### [Requirement]
Using the word "usage" as the filter, copy each matching line from the records.

⟨

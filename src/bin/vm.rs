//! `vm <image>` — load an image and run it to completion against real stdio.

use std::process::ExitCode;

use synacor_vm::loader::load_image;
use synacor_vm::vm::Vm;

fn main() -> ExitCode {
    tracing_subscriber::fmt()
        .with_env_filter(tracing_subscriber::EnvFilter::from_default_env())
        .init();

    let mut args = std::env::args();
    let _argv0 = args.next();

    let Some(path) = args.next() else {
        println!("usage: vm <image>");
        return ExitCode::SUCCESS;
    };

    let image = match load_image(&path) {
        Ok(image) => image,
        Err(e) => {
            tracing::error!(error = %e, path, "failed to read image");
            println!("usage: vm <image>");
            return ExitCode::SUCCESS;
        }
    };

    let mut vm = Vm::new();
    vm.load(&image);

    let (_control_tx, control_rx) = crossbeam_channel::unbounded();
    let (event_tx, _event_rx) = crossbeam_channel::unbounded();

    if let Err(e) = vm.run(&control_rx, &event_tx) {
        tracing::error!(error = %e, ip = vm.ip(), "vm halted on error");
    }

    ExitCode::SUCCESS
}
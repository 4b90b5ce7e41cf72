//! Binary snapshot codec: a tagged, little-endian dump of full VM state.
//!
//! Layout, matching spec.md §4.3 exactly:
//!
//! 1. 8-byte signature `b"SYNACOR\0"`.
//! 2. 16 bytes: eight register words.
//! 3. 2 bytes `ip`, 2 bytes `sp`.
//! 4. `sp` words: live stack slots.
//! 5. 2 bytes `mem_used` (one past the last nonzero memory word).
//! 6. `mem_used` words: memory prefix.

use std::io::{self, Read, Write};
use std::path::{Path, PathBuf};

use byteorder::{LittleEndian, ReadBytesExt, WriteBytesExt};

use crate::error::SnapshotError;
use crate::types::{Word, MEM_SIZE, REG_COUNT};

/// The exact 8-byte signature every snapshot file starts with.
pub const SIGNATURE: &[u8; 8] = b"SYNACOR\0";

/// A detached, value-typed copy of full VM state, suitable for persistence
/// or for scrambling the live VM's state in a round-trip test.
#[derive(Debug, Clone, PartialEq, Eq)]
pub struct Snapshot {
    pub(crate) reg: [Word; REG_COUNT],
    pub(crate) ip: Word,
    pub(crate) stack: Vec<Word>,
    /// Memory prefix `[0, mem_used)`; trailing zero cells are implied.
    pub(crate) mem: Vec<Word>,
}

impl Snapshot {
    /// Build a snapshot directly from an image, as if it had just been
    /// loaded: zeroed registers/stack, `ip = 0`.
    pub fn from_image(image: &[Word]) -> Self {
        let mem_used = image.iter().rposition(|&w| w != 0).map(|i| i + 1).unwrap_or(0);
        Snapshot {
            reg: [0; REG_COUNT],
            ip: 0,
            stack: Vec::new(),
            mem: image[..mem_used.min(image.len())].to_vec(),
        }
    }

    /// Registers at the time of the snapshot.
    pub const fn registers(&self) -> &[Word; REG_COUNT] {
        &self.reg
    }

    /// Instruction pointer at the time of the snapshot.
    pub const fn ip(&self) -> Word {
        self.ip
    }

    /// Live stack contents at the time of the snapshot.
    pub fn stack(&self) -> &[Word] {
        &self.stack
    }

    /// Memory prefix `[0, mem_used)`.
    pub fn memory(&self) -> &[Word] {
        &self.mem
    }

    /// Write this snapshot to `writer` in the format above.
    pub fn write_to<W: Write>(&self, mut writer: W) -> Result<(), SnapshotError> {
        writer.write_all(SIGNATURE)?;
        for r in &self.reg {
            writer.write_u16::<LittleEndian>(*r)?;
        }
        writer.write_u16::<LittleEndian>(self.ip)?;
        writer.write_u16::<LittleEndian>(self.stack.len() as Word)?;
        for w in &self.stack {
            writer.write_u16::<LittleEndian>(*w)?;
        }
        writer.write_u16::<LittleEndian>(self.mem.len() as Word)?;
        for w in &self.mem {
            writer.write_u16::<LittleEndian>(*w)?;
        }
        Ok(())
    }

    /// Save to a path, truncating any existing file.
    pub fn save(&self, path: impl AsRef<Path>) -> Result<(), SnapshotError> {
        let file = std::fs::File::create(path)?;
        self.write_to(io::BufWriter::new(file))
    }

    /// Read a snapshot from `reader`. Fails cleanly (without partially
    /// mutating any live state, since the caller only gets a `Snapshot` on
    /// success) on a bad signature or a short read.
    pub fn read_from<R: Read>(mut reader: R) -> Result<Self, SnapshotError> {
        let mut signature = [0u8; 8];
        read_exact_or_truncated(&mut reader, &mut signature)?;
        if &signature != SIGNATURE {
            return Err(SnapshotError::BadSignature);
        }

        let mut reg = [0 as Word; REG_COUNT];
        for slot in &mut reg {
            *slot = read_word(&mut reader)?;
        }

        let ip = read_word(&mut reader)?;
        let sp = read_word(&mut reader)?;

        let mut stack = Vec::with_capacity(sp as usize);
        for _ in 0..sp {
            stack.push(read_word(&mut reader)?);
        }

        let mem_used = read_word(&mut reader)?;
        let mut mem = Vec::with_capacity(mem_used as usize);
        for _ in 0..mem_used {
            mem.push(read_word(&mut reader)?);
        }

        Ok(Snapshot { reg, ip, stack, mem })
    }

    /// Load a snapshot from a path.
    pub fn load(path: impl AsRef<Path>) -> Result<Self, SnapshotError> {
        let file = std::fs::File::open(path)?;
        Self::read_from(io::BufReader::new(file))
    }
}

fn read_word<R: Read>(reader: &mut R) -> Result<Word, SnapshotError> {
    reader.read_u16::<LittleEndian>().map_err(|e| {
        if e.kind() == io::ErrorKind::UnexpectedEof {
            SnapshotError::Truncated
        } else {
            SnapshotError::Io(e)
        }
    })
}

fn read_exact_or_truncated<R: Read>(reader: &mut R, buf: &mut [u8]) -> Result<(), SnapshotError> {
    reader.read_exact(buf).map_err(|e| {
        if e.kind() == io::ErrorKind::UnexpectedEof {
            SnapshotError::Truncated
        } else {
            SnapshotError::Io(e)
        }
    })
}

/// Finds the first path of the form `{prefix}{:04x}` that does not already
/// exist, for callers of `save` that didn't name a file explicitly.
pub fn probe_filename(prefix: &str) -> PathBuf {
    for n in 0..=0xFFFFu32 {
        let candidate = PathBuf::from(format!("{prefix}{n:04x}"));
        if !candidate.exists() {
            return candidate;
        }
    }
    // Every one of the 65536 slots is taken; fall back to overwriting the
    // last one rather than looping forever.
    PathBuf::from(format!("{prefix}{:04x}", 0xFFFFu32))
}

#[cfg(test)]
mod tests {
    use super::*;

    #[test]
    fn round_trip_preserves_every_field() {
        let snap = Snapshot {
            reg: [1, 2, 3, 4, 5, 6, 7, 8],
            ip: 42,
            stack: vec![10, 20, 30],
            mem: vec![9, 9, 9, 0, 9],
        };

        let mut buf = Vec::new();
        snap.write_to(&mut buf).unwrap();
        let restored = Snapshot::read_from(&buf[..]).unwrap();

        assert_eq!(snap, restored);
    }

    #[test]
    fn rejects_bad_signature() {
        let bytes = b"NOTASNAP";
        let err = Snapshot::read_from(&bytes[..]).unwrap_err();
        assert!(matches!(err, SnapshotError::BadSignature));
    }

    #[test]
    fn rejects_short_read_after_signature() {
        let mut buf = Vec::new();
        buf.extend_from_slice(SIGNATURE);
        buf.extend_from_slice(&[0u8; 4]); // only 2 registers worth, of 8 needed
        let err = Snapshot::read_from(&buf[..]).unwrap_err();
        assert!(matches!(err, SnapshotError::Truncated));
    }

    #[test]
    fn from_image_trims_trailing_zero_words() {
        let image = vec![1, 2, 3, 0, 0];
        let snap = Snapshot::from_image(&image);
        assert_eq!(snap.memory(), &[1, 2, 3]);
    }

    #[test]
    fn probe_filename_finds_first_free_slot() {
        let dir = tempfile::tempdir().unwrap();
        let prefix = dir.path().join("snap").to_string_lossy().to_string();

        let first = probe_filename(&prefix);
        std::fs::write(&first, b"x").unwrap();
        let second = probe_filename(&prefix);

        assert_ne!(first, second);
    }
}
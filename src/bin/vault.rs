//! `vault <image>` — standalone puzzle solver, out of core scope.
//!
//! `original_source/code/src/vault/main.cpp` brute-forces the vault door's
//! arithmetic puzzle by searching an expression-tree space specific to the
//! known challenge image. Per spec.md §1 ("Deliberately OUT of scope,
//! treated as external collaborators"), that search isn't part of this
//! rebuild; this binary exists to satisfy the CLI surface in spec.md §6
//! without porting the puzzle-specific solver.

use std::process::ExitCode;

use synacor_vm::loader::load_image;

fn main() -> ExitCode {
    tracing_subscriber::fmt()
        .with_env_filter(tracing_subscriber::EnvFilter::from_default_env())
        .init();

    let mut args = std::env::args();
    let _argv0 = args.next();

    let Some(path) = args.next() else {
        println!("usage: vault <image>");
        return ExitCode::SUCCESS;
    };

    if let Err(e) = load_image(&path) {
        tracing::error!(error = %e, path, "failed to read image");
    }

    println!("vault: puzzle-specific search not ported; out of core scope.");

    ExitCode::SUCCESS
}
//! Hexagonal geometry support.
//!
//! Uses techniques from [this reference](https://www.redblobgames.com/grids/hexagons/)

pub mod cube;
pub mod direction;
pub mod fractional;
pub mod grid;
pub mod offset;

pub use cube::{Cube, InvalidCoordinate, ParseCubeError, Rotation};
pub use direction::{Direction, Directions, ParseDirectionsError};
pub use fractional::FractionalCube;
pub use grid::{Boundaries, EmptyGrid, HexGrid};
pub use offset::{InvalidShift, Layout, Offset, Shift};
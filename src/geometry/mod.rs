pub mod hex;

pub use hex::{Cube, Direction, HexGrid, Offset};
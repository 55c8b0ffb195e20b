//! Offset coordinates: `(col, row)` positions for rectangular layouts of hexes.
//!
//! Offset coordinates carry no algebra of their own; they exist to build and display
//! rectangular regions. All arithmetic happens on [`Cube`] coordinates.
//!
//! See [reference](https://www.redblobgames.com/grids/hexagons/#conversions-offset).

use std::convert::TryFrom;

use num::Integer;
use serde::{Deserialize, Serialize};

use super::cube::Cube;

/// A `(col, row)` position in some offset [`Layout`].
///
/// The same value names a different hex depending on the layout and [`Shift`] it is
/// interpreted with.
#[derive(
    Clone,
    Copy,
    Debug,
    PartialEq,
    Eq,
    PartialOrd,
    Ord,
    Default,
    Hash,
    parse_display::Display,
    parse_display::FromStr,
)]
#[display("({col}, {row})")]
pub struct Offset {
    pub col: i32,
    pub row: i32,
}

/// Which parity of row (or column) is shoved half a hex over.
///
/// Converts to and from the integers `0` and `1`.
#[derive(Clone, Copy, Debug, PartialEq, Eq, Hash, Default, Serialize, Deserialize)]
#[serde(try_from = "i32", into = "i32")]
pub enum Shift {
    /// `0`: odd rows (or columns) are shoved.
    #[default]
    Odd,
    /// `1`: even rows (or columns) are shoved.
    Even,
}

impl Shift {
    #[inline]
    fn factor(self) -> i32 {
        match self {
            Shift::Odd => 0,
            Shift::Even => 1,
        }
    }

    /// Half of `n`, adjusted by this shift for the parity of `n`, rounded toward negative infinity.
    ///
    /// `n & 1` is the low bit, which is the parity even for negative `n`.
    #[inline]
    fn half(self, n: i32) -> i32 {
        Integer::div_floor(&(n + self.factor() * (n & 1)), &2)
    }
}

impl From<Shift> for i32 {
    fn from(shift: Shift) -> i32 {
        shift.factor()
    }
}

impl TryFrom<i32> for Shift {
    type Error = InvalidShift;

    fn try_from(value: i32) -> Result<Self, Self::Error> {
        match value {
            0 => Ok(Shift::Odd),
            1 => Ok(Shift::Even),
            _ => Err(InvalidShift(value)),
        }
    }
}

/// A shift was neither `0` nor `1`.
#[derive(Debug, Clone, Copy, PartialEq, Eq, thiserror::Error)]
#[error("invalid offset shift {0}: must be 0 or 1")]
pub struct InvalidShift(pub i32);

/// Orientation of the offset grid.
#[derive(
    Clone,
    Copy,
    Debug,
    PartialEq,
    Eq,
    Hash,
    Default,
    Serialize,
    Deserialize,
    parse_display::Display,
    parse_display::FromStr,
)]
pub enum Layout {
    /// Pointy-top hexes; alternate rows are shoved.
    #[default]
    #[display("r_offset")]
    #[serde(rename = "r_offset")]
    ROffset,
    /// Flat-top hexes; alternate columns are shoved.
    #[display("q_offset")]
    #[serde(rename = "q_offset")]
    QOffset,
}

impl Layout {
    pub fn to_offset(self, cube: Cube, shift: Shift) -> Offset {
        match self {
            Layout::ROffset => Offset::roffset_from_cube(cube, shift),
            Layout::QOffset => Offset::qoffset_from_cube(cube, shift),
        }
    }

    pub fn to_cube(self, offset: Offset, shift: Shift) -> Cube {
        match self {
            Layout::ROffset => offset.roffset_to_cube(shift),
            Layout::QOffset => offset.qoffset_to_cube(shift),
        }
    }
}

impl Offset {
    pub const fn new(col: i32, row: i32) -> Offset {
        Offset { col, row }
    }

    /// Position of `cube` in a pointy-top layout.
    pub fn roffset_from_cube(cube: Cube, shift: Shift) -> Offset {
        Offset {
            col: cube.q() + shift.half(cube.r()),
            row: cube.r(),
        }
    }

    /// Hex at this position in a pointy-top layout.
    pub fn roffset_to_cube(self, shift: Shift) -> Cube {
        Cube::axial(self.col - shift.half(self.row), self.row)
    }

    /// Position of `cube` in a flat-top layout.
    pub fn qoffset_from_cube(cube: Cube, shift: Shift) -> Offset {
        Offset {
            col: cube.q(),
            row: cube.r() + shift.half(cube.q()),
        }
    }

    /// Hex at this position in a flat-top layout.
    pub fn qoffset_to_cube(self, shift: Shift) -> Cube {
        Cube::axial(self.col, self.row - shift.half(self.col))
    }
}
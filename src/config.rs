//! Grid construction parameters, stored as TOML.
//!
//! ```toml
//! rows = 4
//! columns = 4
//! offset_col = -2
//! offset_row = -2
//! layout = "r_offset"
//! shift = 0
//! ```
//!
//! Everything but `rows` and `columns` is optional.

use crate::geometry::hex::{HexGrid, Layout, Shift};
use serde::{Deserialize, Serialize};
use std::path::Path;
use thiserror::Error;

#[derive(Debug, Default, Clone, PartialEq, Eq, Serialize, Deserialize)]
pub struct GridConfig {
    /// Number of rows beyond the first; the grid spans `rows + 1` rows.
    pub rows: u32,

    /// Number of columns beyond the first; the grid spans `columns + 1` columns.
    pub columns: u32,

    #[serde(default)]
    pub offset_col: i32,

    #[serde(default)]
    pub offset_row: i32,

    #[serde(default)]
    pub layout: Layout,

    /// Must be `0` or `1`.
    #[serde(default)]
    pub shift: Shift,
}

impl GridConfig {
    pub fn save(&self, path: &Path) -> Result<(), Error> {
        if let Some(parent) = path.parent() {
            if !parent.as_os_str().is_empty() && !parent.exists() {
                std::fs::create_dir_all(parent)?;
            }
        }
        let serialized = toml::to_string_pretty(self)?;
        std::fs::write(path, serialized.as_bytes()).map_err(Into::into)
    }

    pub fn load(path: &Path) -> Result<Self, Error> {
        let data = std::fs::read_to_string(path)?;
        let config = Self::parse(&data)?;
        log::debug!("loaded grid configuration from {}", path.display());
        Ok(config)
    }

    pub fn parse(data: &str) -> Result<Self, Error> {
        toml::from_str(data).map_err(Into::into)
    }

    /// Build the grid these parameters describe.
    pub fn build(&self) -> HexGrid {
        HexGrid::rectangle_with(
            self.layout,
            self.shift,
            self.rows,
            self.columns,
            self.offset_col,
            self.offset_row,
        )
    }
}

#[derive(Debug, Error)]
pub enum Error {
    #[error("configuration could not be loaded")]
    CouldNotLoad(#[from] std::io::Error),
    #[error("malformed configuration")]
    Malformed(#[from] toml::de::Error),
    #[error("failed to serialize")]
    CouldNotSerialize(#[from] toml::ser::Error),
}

⟩

### [Finished task]
        println!("usage: vm <image>");
            println!("usage: vm <image>");
        println!("usage: vault <image>");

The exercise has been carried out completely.